Current Series Release Notes

17.0.0.0rc1-37

New Features

  • [bug 1827431] Added a new user option ‘ignore_user_inactivity’ (defaults to False). When set to True, it overrides disabling the user after being inactive for certain time as set in [security_compliance]disable_user_account_days_inactive option in Keystone configuration file.

  • [bug 1872732] ‘user_limit’ is added to config file of credentials that allows user to set

    maximum number of credentials a user is permitted to create.

  • Mappings can now specify “whitelist” and “blacklist” conditionals as regular expressions. Prior, only “not_any_of” and “any_one_of” conditionals supported regular expression matching.

Upgrade Notes

  • [bug 1872737] Added a default TTL of 15 minutes for signed EC2 credential requests, where previously an EC2 signed token request was valid indefinitely. This change in behavior is needed to protect against replay attacks.

Critical Issues

  • [bug 1872733] Fixed a critical security issue in which an authenticated user could escalate their privileges by altering a valid EC2 credential.

  • [bug 1872735] Fixed a security issue in which a trustee or an application credential user could create an EC2 credential or an application credential that would permit them to get a token that elevated their role assignments beyond the subset delegated to them in the trust or application credential. A new attribute app_cred_id is now automatically added to the access blob of an EC2 credential and the role list in the trust or application credential is respected.

Security Issues

  • [bug 1872733] Fixed a critical security issue in which an authenticated user could escalate their privileges by altering a valid EC2 credential.

  • [bug 1872735] Fixed a security issue in which a trustee or an application credential user could create an EC2 credential or an application credential that would permit them to get a token that elevated their role assignments beyond the subset delegated to them in the trust or application credential. A new attribute app_cred_id is now automatically added to the access blob of an EC2 credential and the role list in the trust or application credential is respected.

  • [bug 1872737] Fixed an incorrect EC2 token validation implementation in which the timestamp of the signed request was ignored, which made EC2 and S3 token requests vulnerable to replay attacks. The default TTL is 15 minutes but is configurable.

  • [bug 1872755] Added validation to the EC2 credentials update API to ensure the metadata labels ‘trust_id’ and ‘app_cred_id’ are not altered by the user. These labels are used by keystone to determine the scope allowed by the credential, and altering these automatic labels could enable an EC2 credential holder to elevate their access beyond what is permitted by the application credential or trust that was used to create the EC2 credential.

  • [bug 1873290] [bug 1872735] Fixed the token model to respect the roles authorized OAuth1 access tokens. Previously, the list of roles authorized for an OAuth1 access token were ignored, so when an access token was used to request a keystone token, the keystone token would contain every role assignment the creator had for the project. This also fixed EC2 credentials to respect those roles as well.

Bug Fixes

  • [bug 1872733] Fixed a critical security issue in which an authenticated user could escalate their privileges by altering a valid EC2 credential.
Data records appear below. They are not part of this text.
//! Tracing setup
//!
//! The terminal belongs to the TUI, so log output only goes to a file, and
//! only when one is requested. Verbosity follows `RUST_LOG`, defaulting to
//! `info`.

use anyhow::{Context, Result, anyhow};
use std::fs::File;
use std::path::Path;
use std::sync::Mutex;
use tracing_subscriber::EnvFilter;

const DEFAULT_FILTER: &str = "info";

/// Install a global subscriber writing to `path`. Without a path, tracing
/// events are discarded.
pub fn init(path: Option<&Path>) -> Result<()> {
    let Some(path) = path else {
        return Ok(());
    };

    let file =
        File::create(path).with_context(|| format!("Failed to create log file {:?}", path))?;

    tracing_subscriber::fmt()
        .with_env_filter(filter())
        .with_writer(Mutex::new(file))
        .with_ansi(false)
        .with_target(false)
        .try_init()
        .map_err(|err| anyhow!("Failed to install log subscriber: {err}"))?;

    Ok(())
}

fn filter() -> EnvFilter {
    EnvFilter::try_from_default_env().unwrap_or_else(|_| EnvFilter::new(DEFAULT_FILTER))
}

#[cfg(test)]
mod tests {
    use super::*;

    #[test]
    fn test_no_path_is_noop() {
        assert!(init(None).is_ok());
    }

    #[test]
    fn test_unwritable_path_fails() {
        let dir = tempfile::tempdir().unwrap();
        let path = dir.path().join("missing").join("snake.log");

        let err = init(Some(&path)).unwrap_err();
        assert!(err.to_string().contains("Failed to create log file"));
    }
}
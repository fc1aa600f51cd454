use actix_cors::Cors;
use actix_web::{middleware, web, App, HttpServer};
use arena_nexus::config::{LogFormat, Settings};
use arena_nexus::core::Matcher;
use arena_nexus::models::ScoringRules;
use arena_nexus::routes::{self, handle_json_payload_error, handle_query_payload_error, AppState};
use arena_nexus::services::{
    AssistantClient, AssistantConfig, ConversationStore, JsonFileProfileStore, ProfileStore,
    RosterSource, SessionRegistry, StaticRoster,
};
use std::sync::Arc;
use std::time::Duration;
use tracing::{error, info};
use tracing_subscriber::EnvFilter;

#[actix_web::main]
async fn main() -> std::io::Result<()> {
    // Load .env file if present
    dotenv::dotenv().ok();

    // Initialize logging
    let log_level = std::env::var("LOG_LEVEL").unwrap_or_else(|_| "info".to_string());
    let log_format = std::env::var("LOG_FORMAT").unwrap_or_else(|_| "json".to_string());

    let subscriber = tracing_subscriber::fmt()
        .with_env_filter(EnvFilter::try_new(&log_level).unwrap_or_else(|_| EnvFilter::new("info")))
        .with_target(false)
        .with_level(true);

    match LogFormat::parse(&log_format) {
        LogFormat::Json => subscriber.json().init(),
        LogFormat::Pretty => subscriber.pretty().init(),
        LogFormat::Compact => subscriber.compact().init(),
    }

    info!("Starting Arena Nexus matchmaking service...");

    let settings = match Settings::load() {
        Ok(settings) => settings,
        Err(e) => {
            error!("Failed to load configuration: {}", e);
            return Err(std::io::Error::new(std::io::ErrorKind::InvalidInput, e));
        }
    };

    info!("Configuration loaded successfully");

    let roster: Arc<dyn RosterSource> = match &settings.roster.path {
        Some(path) => match StaticRoster::from_json_file(path) {
            Ok(roster) => {
                info!("Loaded {} players from {}", roster.len(), path);
                Arc::new(roster)
            }
            Err(e) => {
                error!("Failed to load roster from {}: {}", path, e);
                return Err(std::io::Error::new(std::io::ErrorKind::InvalidData, e));
            }
        },
        None => {
            info!("Using built-in demo roster");
            Arc::new(StaticRoster::builtin())
        }
    };

    let profiles: Arc<dyn ProfileStore> = Arc::new(JsonFileProfileStore::new(&settings.profile.path));
    info!("Viewer profile stored at {}", settings.profile.path);

    let assistant = match AssistantClient::new(AssistantConfig::from(&settings.assistant)) {
        Ok(client) => Arc::new(client),
        Err(e) => {
            error!("Failed to create assistant client: {}", e);
            return Err(std::io::Error::new(std::io::ErrorKind::Other, e));
        }
    };

    let sessions = SessionRegistry::new(settings.matching.max_sessions, settings.matching.session_ttl_secs);
    info!(
        "Session registry initialized (max: {}, idle TTL: {}s)",
        settings.matching.max_sessions, settings.matching.session_ttl_secs
    );

    let rules = ScoringRules::from(&settings.scoring);
    let matcher = Matcher::new(rules);

    info!("Matcher initialized with rules: {:?}", rules);

    let app_state = AppState {
        roster,
        profiles,
        sessions,
        conversations: Arc::new(ConversationStore::seeded()),
        assistant,
        matcher,
        search_delay: Duration::from_millis(settings.matching.search_delay_ms),
    };

    // Configure HTTP server
    let host = settings.server.host.clone();
    let port = settings.server.port;
    let workers = settings.server.workers.unwrap_or(4);

    info!("Starting HTTP server on {}:{}", host, port);

    HttpServer::new(move || {
        let cors = Cors::permissive();

        App::new()
            .app_data(web::Data::new(app_state.clone()))
            .app_data(web::JsonConfig::default().error_handler(handle_json_payload_error))
            .app_data(web::QueryConfig::default().error_handler(handle_query_payload_error))
            .wrap(cors)
            .wrap(middleware::Logger::default())
            .wrap(middleware::Compress::default())
            .configure(routes::configure_routes)
    })
    .workers(workers)
    .bind((host, port))?
    .run()
    .await
}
  • [bug 1872735] Fixed a security issue in which a trustee or an application credential user could create an EC2 credential or an application credential that would permit them to get a token that elevated their role assignments beyond the subset delegated to them in the trust or application credential. A new attribute app_cred_id is now automatically added to the access blob of an EC2 credential and the role list in the trust or application credential is respected.

  • [bug 1872737] Fixed an incorrect EC2 token validation implementation in which the timestamp of the signed request was ignored, which made EC2 and S3 token requests vulnerable to replay attacks. The default TTL is 15 minutes but is configurable.

  • [bug 1872753] Added validation to the EC2 credential API to prevent altering the access_id field in the blob attribute. This prevents accidentally orphaning an EC2 credential resource when an altered access_id no longer resolves to the credential’s resource ID.

  • [bug 1872755] Added validation to the EC2 credentials update API to ensure the metadata labels ‘trust_id’ and ‘app_cred_id’ are not altered by the user. These labels are used by keystone to determine the scope allowed by the credential, and altering these automatic labels could enable an EC2 credential holder to elevate their access beyond what is permitted by the application credential or trust that was used to create the EC2 credential.

  • [bug 1873290] [bug 1872735] Fixed the token model to respect the roles authorized OAuth1 access tokens. Previously, the list of roles authorized for an OAuth1 access token were ignored, so when an access token was used to request a keystone token, the keystone token would contain every role assignment the creator had for the project. This also fixed EC2 credentials to respect those roles as well.

  • [bug 1880252] Regexes are not allowed in “whitelist” and “blacklist” conditionals

  • [bug 1886017] JWT validation now supports allow_expired query parameters.